Observation. Small asymptomatic lesions are sometimes observed over time without intervention.
Supportive care. All patients with lung AVMs require preventative antibiotics for dental procedures (including routine cleaning) and some surgical procedures such as scopes of the digestive and reproductive tracts. This usually involves taking a single larger dose of antibiotic by mouth one hour prior to the procedure.
Drug therapy. The biology of AVMs is being investigated so that medical options may be available for treatment. Some medications that have been used include doxycycline, thalidomide and its derivatives, bevacizumab and sirolimus.
Surgical excision (removal). This approach may be possible with localized lesions. When combined with preoperative embolization, excision offers the best chance for cure. If the core of the lesion is completely removed, the lesion may never recur. When the location and extent of the arteriovenous malformation make removal of the entire core of the lesion impossible, the lesion may recur.
Embolization. For more extensive lesions and/or when lesions are diffuse and surgery is not possible, embolization may improve overall quality of life by controlling the blood flow through the malformation and lessening symptoms for a period of time. Embolization is an injection of material into the center of the lesion to block the blood supply to the lesion. There are several different materials that interventional radiologists can use for embolization.

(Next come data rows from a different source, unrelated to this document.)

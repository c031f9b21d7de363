use dashmap::{DashMap, DashSet};
use std::sync::{Arc, Mutex, PoisonError};
use tokio::sync::broadcast;
use trellis::lifecycle::{InterceptorService, LifecycleInterceptor, ModuleEvent, ModuleHost};
use trellis::module::{Module, ModuleState};

/// Interceptor service that calls every registered interceptor on demand.
#[derive(Default)]
pub struct FakeInterceptorService {
    interceptors: DashMap<String, Arc<dyn LifecycleInterceptor>>,
}

impl FakeInterceptorService {
    pub fn new() -> Self {
        Self::default()
    }

    pub fn names(&self) -> Vec<String> {
        self.interceptors.iter().map(|e| e.key().clone()).collect()
    }

    pub fn len(&self) -> usize {
        self.interceptors.len()
    }

    pub fn is_empty(&self) -> bool {
        self.interceptors.is_empty()
    }

    /// Invoke every interceptor; returns how many reported an error.
    pub fn invoke_all(&self, state: ModuleState, module: &Arc<dyn Module>) -> usize {
        let interceptors: Vec<_> = self.interceptors.iter().map(|e| Arc::clone(e.value())).collect();
        interceptors
            .iter()
            .filter(|i| i.invoke(state, module).is_err())
            .count()
    }
}

impl InterceptorService for FakeInterceptorService {
    fn add_interceptor(&self, interceptor: Arc<dyn LifecycleInterceptor>) {
        self.interceptors
            .insert(interceptor.name().to_string(), interceptor);
    }

    fn remove_interceptor(&self, name: &str) -> bool {
        self.interceptors.remove(name).is_some()
    }
}

/// In-memory module runtime.
///
/// With an interceptor service, transitions are delivered synchronously to
/// the registered interceptors. Without one they are broadcast as
/// [`ModuleEvent`]s.
pub struct FakeHost {
    interceptors: Option<Arc<FakeInterceptorService>>,
    events: broadcast::Sender<ModuleEvent>,
    services: DashSet<String>,
    active: Mutex<Vec<Arc<dyn Module>>>,
}

impl FakeHost {
    pub fn with_interceptors() -> Arc<Self> {
        Arc::new(Self::build(Some(Arc::new(FakeInterceptorService::new()))))
    }

    pub fn events_only() -> Arc<Self> {
        Arc::new(Self::build(None))
    }

    fn build(interceptors: Option<Arc<FakeInterceptorService>>) -> Self {
        let (events, _) = broadcast::channel(256);
        Self {
            interceptors,
            events,
            services: DashSet::new(),
            active: Mutex::new(Vec::new()),
        }
    }

    pub fn interceptors(&self) -> Option<&Arc<FakeInterceptorService>> {
        self.interceptors.as_ref()
    }

    pub fn has_service(&self, name: &str) -> bool {
        self.services.contains(name)
    }

    /// Mark a module active without delivering any transition.
    pub fn preactivate(&self, module: Arc<dyn Module>) {
        self.active
            .lock()
            .unwrap_or_else(PoisonError::into_inner)
            .push(module);
    }

    /// Deliver one transition and track the active set.
    pub fn transition(&self, module: &Arc<dyn Module>, state: ModuleState) {
        match &self.interceptors {
            Some(service) => {
                service.invoke_all(state, module);
            }
            None => {
                // no subscribers is fine
                let _ = self.events.send(ModuleEvent::new(Arc::clone(module), state));
            }
        }

        let mut active = self.active.lock().unwrap_or_else(PoisonError::into_inner);
        match state {
            ModuleState::Active => active.push(Arc::clone(module)),
            ModuleState::Stopping | ModuleState::Uninstalled => {
                active.retain(|m| m.id() != module.id())
            }
            _ => {}
        }
    }

    pub fn start_module(&self, module: &Arc<dyn Module>) {
        self.transition(module, ModuleState::Starting);
        self.transition(module, ModuleState::Active);
    }

    pub fn stop_module(&self, module: &Arc<dyn Module>) {
        self.transition(module, ModuleState::Stopping);
        self.transition(module, ModuleState::Installed);
    }
}

impl ModuleHost for FakeHost {
    fn register_service(&self, name: &str) {
        self.services.insert(name.to_string());
    }

    fn unregister_service(&self, name: &str) {
        self.services.remove(name);
    }

    fn interceptor_service(&self) -> Option<Arc<dyn InterceptorService>> {
        self.interceptors
            .as_ref()
            .map(|s| Arc::clone(s) as Arc<dyn InterceptorService>)
    }

    fn subscribe_module_events(&self) -> broadcast::Receiver<ModuleEvent> {
        self.events.subscribe()
    }

    fn active_modules(&self) -> Vec<Arc<dyn Module>> {
        self.active
            .lock()
            .unwrap_or_else(PoisonError::into_inner)
            .clone()
    }
}
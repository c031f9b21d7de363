//! Test doubles for trellis
//!
//! In-memory stand-ins for the host-side collaborators: modules with canned
//! headers and entries, a host that can deliver transitions either through an
//! interceptor service or as events, and a container builder that records
//! everything the manager asks of it.

mod builder;
mod host;
mod module;

pub use builder::{BuildRecord, FailMode, HandleStats, RecordingBuilder, RecordingHandle};
pub use host::{FakeHost, FakeInterceptorService};
pub use module::FakeModule;

use std::future::Future;
use std::time::{Duration, Instant};

/// Install a test-writer subscriber once per process. Later calls are no-ops.
pub fn init_tracing() {
    let _ = tracing_subscriber::fmt()
        .with_env_filter(
            tracing_subscriber::EnvFilter::try_from_default_env()
                .unwrap_or_else(|_| tracing_subscriber::EnvFilter::new("trellis=debug")),
        )
        .with_test_writer()
        .try_init();
}

/// Poll `condition` until it holds or `timeout` passes. Returns the last
/// observed value.
pub async fn wait_until<F>(timeout: Duration, mut condition: F) -> bool
where
    F: FnMut() -> bool,
{
    let deadline = Instant::now() + timeout;
    loop {
        if condition() {
            return true;
        }
        if Instant::now() >= deadline {
            return false;
        }
        tokio::time::sleep(Duration::from_millis(10)).await;
    }
}

/// Blocking variant of [`wait_until`] for synchronous tests.
pub fn wait_until_blocking<F>(timeout: Duration, mut condition: F) -> bool
where
    F: FnMut() -> bool,
{
    let deadline = Instant::now() + timeout;
    loop {
        if condition() {
            return true;
        }
        if Instant::now() >= deadline {
            return false;
        }
        std::thread::sleep(Duration::from_millis(5));
    }
}

/// Run `fut` with a timeout, panicking if it does not finish in time.
pub async fn within<T>(timeout: Duration, fut: impl Future<Output = T>) -> T {
    match tokio::time::timeout(timeout, fut).await {
        Ok(value) => value,
        Err(_) => panic!("operation did not finish within {:?}", timeout),
    }
}
#[test]
fn test_shutdown_destroys_each_container_once() {
    let builder = RecordingBuilder::new();
    let manager = manager(&builder);
    for id in 300..305 {
        manager.on_module_activating(&with_descriptors(id));
    }

    let report = manager.shutdown();

    assert_eq!(report.destroyed, 5);
    assert_eq!(report.failed, 0);
    assert!(report.pool_drained);
    assert_eq!(manager.container_count(), 0);
    assert!(builder.handles().iter().all(|h| h.destroyed() == 1));
    assert!(manager.executor().is_closed());
    assert!(manager.dispatcher().is_closed());

    // repeated shutdown and late transitions touch nothing
    assert_eq!(manager.shutdown().destroyed, 0);
    let module = with_descriptors(300);
    assert_eq!(manager.on_module_deactivating(&module), TransitionOutcome::Stopped);
    assert_eq!(manager.on_module_activating(&module), TransitionOutcome::Stopped);
    assert_eq!(builder.total_destroyed(), 5);
    assert_eq!(builder.build_count(), 5);
}

#[test]
fn test_shutdown_during_build_destroys_late_container() {
    let builder = RecordingBuilder::new().with_delay(Duration::from_millis(200));
    let manager = Arc::new(manager(&builder));

    let activating = {
        let manager = Arc::clone(&manager);
        thread::spawn(move || manager.on_module_activating(&with_descriptors(350)))
    };
    assert!(wait_until_blocking(Duration::from_secs(5), || builder.build_count() == 1));

    let report = manager.shutdown();
    assert_eq!(report.destroyed, 0);

    assert_eq!(activating.join().unwrap(), TransitionOutcome::Stopped);
    let handles = builder.handles_for(ModuleId(350));
    assert_eq!(handles.len(), 1);
    assert_eq!(handles[0].destroyed(), 1);
    assert_eq!(handles[0].scheduled(), 0);
    assert_eq!(manager.container_count(), 0);
}

#[test]
fn test_shutdown_continues_past_failing_destroy() {
    let builder = RecordingBuilder::new();
    builder.fail(ModuleId(401), FailMode::DestroyPanic);
    let manager = manager(&builder);
    for id in 400..403 {
        manager.on_module_activating(&with_descriptors(id));
    }

    let report = manager.shutdown();

    assert_eq!(report.destroyed, 2);
    assert_eq!(report.failed, 1);
    assert_eq!(builder.total_destroyed(), 3);
}

#[test]
fn test_drop_shuts_down() {
    let builder = RecordingBuilder::new();
    {
        let manager = manager(&builder);
        manager.on_module_activating(&with_descriptors(500));
    }
    assert_eq!(builder.handles()[0].destroyed(), 1);
}
//! Container Lifecycle Module
//!
//! Ties module transitions to container lifetimes.
//!
//! # Transitions
//!
//! ```text
//! STARTING
//!    ↓
//! 1. Resolve descriptor paths          (header, else directory scan)
//!    ↓  empty → no container
//! 2. Build container                   ← inside the manager's resolution context
//!    ↓
//! 3. Register container                (one per module)
//!    ↓
//! 4. Schedule initialization           ← runs on the shared worker pool
//!    ↓
//! [Running...]
//!    ↓
//! STOPPING
//!    ↓
//! 5. Remove from registry
//!    ↓
//! 6. Destroy container
//! ```
//!
//! # Example
//!
//! ```rust,ignore
//! use trellis::lifecycle::{Activator, ActivatorStrategy};
//! use trellis::container::ManagedContainerBuilder;
//!
//! let builder = ManagedContainerBuilder::new(|module: &dyn Module, paths: &DescriptorPathSet, _: &HandlerRegistry| {
//!     tracing::info!("Wiring {} from {} descriptor(s)", module.symbolic_name(), paths.len());
//!     Ok(())
//! });
//!
//! let mut activator = Activator::select(host.as_ref(), Arc::new(builder), ManagerConfig::default());
//! activator.start(host).await?;
//! ```

mod activator;
mod error;
mod host;
mod manager;
mod shutdown;

pub use activator::{
    Activator, ActivatorKind, ActivatorStrategy, ExtenderActivator, InterceptorActivator,
    MARKER_SERVICE, Strategy,
};
pub use error::{LifecycleError, Result};
pub use host::{InterceptorService, LifecycleInterceptor, ModuleEvent, ModuleHost};
pub use manager::{INTERCEPTOR_NAME, LifecycleManager, ShutdownReport, TransitionOutcome};
pub use shutdown::{ShutdownHandler, shutdown_signal};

Are there any risks associated with treatment?
The mentioned management approaches have certain benefits that improve the functioning and emotional well-being of the child. Despite these benefits, each management approach has drawbacks and limitations.
Drug therapy. As with any medication, these above medications have potential side effects. Prior to starting any medication, your provider will review the common, less common and rare side effects.
Surgical excision (removal). Some degree of scarring will occur with surgery. Surgical interventions may also cause damage to structures involving or near the malformation. Bleeding during surgery is a known potential complication.
Embolization. Most patients do not have problems or serious side effects; however, bleeding or bruising can occur at the catheter site. Clotting of an artery or damage to normal tissue can also occur.